**WHAT IS NEEDED:**
Here are some records; copy every line that holds the word "Display".

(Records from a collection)
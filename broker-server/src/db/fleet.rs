//! Supplier, buyer, driver and vehicle lookups.

use shared::models::{Buyer, Driver, Supplier, Vehicle};
use sqlx::SqlitePool;

#[derive(Debug, sqlx::FromRow)]
pub struct SupplierRow {
    pub id: i64,
    pub name: String,
    pub company: String,
    pub mobile: String,
}

impl SupplierRow {
    pub fn into_model(self) -> Supplier {
        Supplier {
            id: self.id,
            name: self.name,
            company: self.company,
            mobile: self.mobile,
        }
    }
}

#[derive(Debug, sqlx::FromRow)]
pub struct BuyerRow {
    pub id: i64,
    pub name: String,
    pub company: String,
    pub mobile: String,
}

impl BuyerRow {
    pub fn into_model(self) -> Buyer {
        Buyer {
            id: self.id,
            name: self.name,
            company: self.company,
            mobile: self.mobile,
        }
    }
}

#[derive(Debug, sqlx::FromRow)]
pub struct DriverRow {
    pub id: i64,
    pub supplier_id: i64,
    pub name: String,
    pub mobile: String,
}

impl DriverRow {
    pub fn into_model(self) -> Driver {
        Driver {
            id: self.id,
            supplier_id: self.supplier_id,
            name: self.name,
            mobile: self.mobile,
        }
    }
}

#[derive(Debug, sqlx::FromRow)]
pub struct VehicleRow {
    pub id: i64,
    pub supplier_id: i64,
    pub number: String,
    pub vehicle_type: String,
}

impl VehicleRow {
    pub fn into_model(self) -> Vehicle {
        Vehicle {
            id: self.id,
            supplier_id: self.supplier_id,
            number: self.number,
            vehicle_type: self.vehicle_type,
        }
    }
}

pub async fn supplier_by_id(
    pool: &SqlitePool,
    id: i64,
) -> Result<Option<SupplierRow>, sqlx::Error> {
    sqlx::query_as("SELECT * FROM suppliers WHERE id = ?1")
        .bind(id)
        .fetch_optional(pool)
        .await
}

pub async fn buyer_by_id(pool: &SqlitePool, id: i64) -> Result<Option<BuyerRow>, sqlx::Error> {
    sqlx::query_as("SELECT * FROM buyers WHERE id = ?1")
        .bind(id)
        .fetch_optional(pool)
        .await
}

pub async fn driver_by_id(pool: &SqlitePool, id: i64) -> Result<Option<DriverRow>, sqlx::Error> {
    sqlx::query_as("SELECT * FROM drivers WHERE id = ?1")
        .bind(id)
        .fetch_optional(pool)
        .await
}

pub async fn vehicle_by_id(pool: &SqlitePool, id: i64) -> Result<Option<VehicleRow>, sqlx::Error> {
    sqlx::query_as("SELECT * FROM vehicles WHERE id = ?1")
        .bind(id)
        .fetch_optional(pool)
        .await
}

pub async fn drivers_for_supplier(
    pool: &SqlitePool,
    supplier_id: i64,
) -> Result<Vec<DriverRow>, sqlx::Error> {
    sqlx::query_as("SELECT * FROM drivers WHERE supplier_id = ?1 ORDER BY name")
        .bind(supplier_id)
        .fetch_all(pool)
        .await
}

pub async fn vehicles_for_supplier(
    pool: &SqlitePool,
    supplier_id: i64,
) -> Result<Vec<VehicleRow>, sqlx::Error> {
    sqlx::query_as("SELECT * FROM vehicles WHERE supplier_id = ?1 ORDER BY number")
        .bind(supplier_id)
        .fetch_all(pool)
        .await
}
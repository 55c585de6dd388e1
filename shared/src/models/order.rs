//! Order model
//!
//! Two order variants share one shape: buyer-originated orders and
//! admin-originated ("manual") orders. They live in separate tables but
//! are addressed uniformly through [`OrderRef`].

use serde::{Deserialize, Serialize};
use std::fmt;
use std::str::FromStr;

/// Order lifecycle status
///
/// The happy path advances one rung at a time:
/// `draft → submitted → pending → assigned → confirmed → sent_to_buyer → completed`.
/// `cancelled` and `rejected` are terminal and reachable from any
/// pre-completed status.
#[derive(Debug, Clone, Copy, Serialize, Deserialize, PartialEq, Eq, Default)]
#[serde(rename_all = "snake_case")]
pub enum OrderStatus {
    #[default]
    Draft,
    Submitted,
    Pending,
    Assigned,
    Confirmed,
    SentToBuyer,
    Completed,
    Cancelled,
    Rejected,
}

impl OrderStatus {
    pub fn as_str(&self) -> &'static str {
        match self {
            Self::Draft => "draft",
            Self::Submitted => "submitted",
            Self::Pending => "pending",
            Self::Assigned => "assigned",
            Self::Confirmed => "confirmed",
            Self::SentToBuyer => "sent_to_buyer",
            Self::Completed => "completed",
            Self::Cancelled => "cancelled",
            Self::Rejected => "rejected",
        }
    }

    /// Position on the forward ladder; terminal failures have no rank
    fn rank(&self) -> Option<u8> {
        match self {
            Self::Draft => Some(0),
            Self::Submitted => Some(1),
            Self::Pending => Some(2),
            Self::Assigned => Some(3),
            Self::Confirmed => Some(4),
            Self::SentToBuyer => Some(5),
            Self::Completed => Some(6),
            Self::Cancelled | Self::Rejected => None,
        }
    }

    pub fn is_terminal(&self) -> bool {
        matches!(self, Self::Completed | Self::Cancelled | Self::Rejected)
    }

    /// Whether `next` is a legal transition from this status.
    ///
    /// Forward moves advance exactly one rung; skipping a rung would skip
    /// the admin mediation the workflow requires. Cancel/reject are allowed
    /// from any non-terminal status.
    pub fn can_transition(&self, next: OrderStatus) -> bool {
        if self.is_terminal() {
            return false;
        }
        match (self.rank(), next.rank()) {
            (_, None) => true,
            (Some(cur), Some(nxt)) => nxt == cur + 1,
            (None, Some(_)) => false,
        }
    }
}

impl FromStr for OrderStatus {
    type Err = String;

    fn from_str(s: &str) -> Result<Self, Self::Err> {
        match s {
            "draft" => Ok(Self::Draft),
            "submitted" => Ok(Self::Submitted),
            "pending" => Ok(Self::Pending),
            "assigned" => Ok(Self::Assigned),
            "confirmed" => Ok(Self::Confirmed),
            "sent_to_buyer" => Ok(Self::SentToBuyer),
            "completed" => Ok(Self::Completed),
            "cancelled" => Ok(Self::Cancelled),
            "rejected" => Ok(Self::Rejected),
            other => Err(format!("unknown order status: {other}")),
        }
    }
}

impl fmt::Display for OrderStatus {
    fn fmt(&self, f: &mut fmt::Formatter<'_>) -> fmt::Result {
        f.write_str(self.as_str())
    }
}

/// Which of the two order tables a row lives in
#[derive(Debug, Clone, Copy, Serialize, Deserialize, PartialEq, Eq, Hash)]
#[serde(rename_all = "snake_case")]
pub enum OrderKind {
    Buyer,
    Manual,
}

impl OrderKind {
    pub fn as_str(&self) -> &'static str {
        match self {
            Self::Buyer => "buyer",
            Self::Manual => "manual",
        }
    }
}

impl FromStr for OrderKind {
    type Err = String;

    fn from_str(s: &str) -> Result<Self, Self::Err> {
        match s {
            "buyer" => Ok(Self::Buyer),
            "manual" => Ok(Self::Manual),
            other => Err(format!("unknown order kind: {other}")),
        }
    }
}

impl fmt::Display for OrderKind {
    fn fmt(&self, f: &mut fmt::Formatter<'_>) -> fmt::Result {
        f.write_str(self.as_str())
    }
}

/// Tagged reference to either order variant.
///
/// Submission and ledger logic dispatches on the tag instead of duplicating
/// queries per order table.
#[derive(Debug, Clone, Copy, Serialize, Deserialize, PartialEq, Eq, Hash)]
pub struct OrderRef {
    pub kind: OrderKind,
    pub id: i64,
}

impl OrderRef {
    pub fn buyer(id: i64) -> Self {
        Self {
            kind: OrderKind::Buyer,
            id,
        }
    }

    pub fn manual(id: i64) -> Self {
        Self {
            kind: OrderKind::Manual,
            id,
        }
    }
}

impl fmt::Display for OrderRef {
    fn fmt(&self, f: &mut fmt::Formatter<'_>) -> fmt::Result {
        write!(f, "{}:{}", self.kind, self.id)
    }
}

/// A point in the origin/destination hierarchy
#[derive(Debug, Clone, Serialize, Deserialize, PartialEq)]
pub struct Location {
    pub state: String,
    pub district: String,
    pub place: String,
    pub sub_area: Option<String>,
}

impl Location {
    /// One-line rendering for ledger snapshots and notifications
    pub fn summary(&self) -> String {
        match &self.sub_area {
            Some(sub) => format!("{}, {}, {}, {}", sub, self.place, self.district, self.state),
            None => format!("{}, {}, {}", self.place, self.district, self.state),
        }
    }
}

/// Cargo description shared by both order variants
#[derive(Debug, Clone, Serialize, Deserialize, PartialEq)]
pub struct LoadDetails {
    pub load_type: String,
    /// Tonnage in metric tons
    pub tonnage: f64,
    pub unit_count: Option<i32>,
}

/// Buyer-originated order
#[derive(Debug, Clone, Serialize, Deserialize)]
pub struct BuyerOrder {
    pub id: i64,
    /// Allocated on submit; `None` while still a draft
    pub order_no: Option<String>,
    pub buyer_id: i64,
    pub load: LoadDetails,
    pub origin: Location,
    pub destination: Location,
    /// Required pickup date, ISO `YYYY-MM-DD`
    pub required_date: String,
    pub instructions: Option<String>,
    pub status: OrderStatus,
    pub created_at: i64,
    pub updated_at: i64,
}

/// Admin-originated ("manual") order
#[derive(Debug, Clone, Serialize, Deserialize)]
pub struct ManualOrder {
    pub id: i64,
    pub order_no: Option<String>,
    /// Admin who created the order
    pub created_by: i64,
    /// Optional direct supplier assignment made at creation
    pub assigned_supplier_id: Option<i64>,
    pub load: LoadDetails,
    pub origin: Location,
    pub destination: Location,
    pub required_date: String,
    pub instructions: Option<String>,
    pub status: OrderStatus,
    pub created_at: i64,
    pub updated_at: i64,
}

#[cfg(test)]
mod tests {
    use super::*;

    #[test]
    fn happy_path_advances_one_rung_at_a_time() {
        let ladder = [
            OrderStatus::Draft,
            OrderStatus::Submitted,
            OrderStatus::Pending,
            OrderStatus::Assigned,
            OrderStatus::Confirmed,
            OrderStatus::SentToBuyer,
            OrderStatus::Completed,
        ];
        for pair in ladder.windows(2) {
            assert!(pair[0].can_transition(pair[1]), "{} -> {}", pair[0], pair[1]);
        }
    }

    #[test]
    fn skipping_admin_mediation_is_rejected() {
        assert!(!OrderStatus::Submitted.can_transition(OrderStatus::Confirmed));
        assert!(!OrderStatus::Draft.can_transition(OrderStatus::Assigned));
        assert!(!OrderStatus::Pending.can_transition(OrderStatus::SentToBuyer));
    }

    #[test]
    fn backward_moves_are_rejected() {
        assert!(!OrderStatus::Assigned.can_transition(OrderStatus::Pending));
        assert!(!OrderStatus::SentToBuyer.can_transition(OrderStatus::Draft));
    }

    #[test]
    fn cancel_and_reject_reachable_until_completed() {
        for status in [
            OrderStatus::Draft,
            OrderStatus::Submitted,
            OrderStatus::Pending,
            OrderStatus::Assigned,
            OrderStatus::Confirmed,
            OrderStatus::SentToBuyer,
        ] {
            assert!(status.can_transition(OrderStatus::Cancelled));
            assert!(status.can_transition(OrderStatus::Rejected));
        }
        assert!(!OrderStatus::Completed.can_transition(OrderStatus::Cancelled));
        assert!(!OrderStatus::Cancelled.can_transition(OrderStatus::Rejected));
    }

    #[test]
    fn status_strings_round_trip() {
        for status in [
            OrderStatus::Draft,
            OrderStatus::SentToBuyer,
            OrderStatus::Rejected,
        ] {
            assert_eq!(status.as_str().parse::<OrderStatus>().unwrap(), status);
        }
    }

    #[test]
    fn location_summary_includes_sub_area_when_present() {
        let mut loc = Location {
            state: "Karnataka".into(),
            district: "Bangalore Urban".into(),
            place: "Bangalore".into(),
            sub_area: None,
        };
        assert_eq!(loc.summary(), "Bangalore, Bangalore Urban, Karnataka");
        loc.sub_area = Some("Yeshwanthpur".into());
        assert!(loc.summary().starts_with("Yeshwanthpur, "));
    }
}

**RESPONSE:**
impl fmt::Display for OrderStatus {
impl fmt::Display for OrderKind {
impl fmt::Display for OrderRef {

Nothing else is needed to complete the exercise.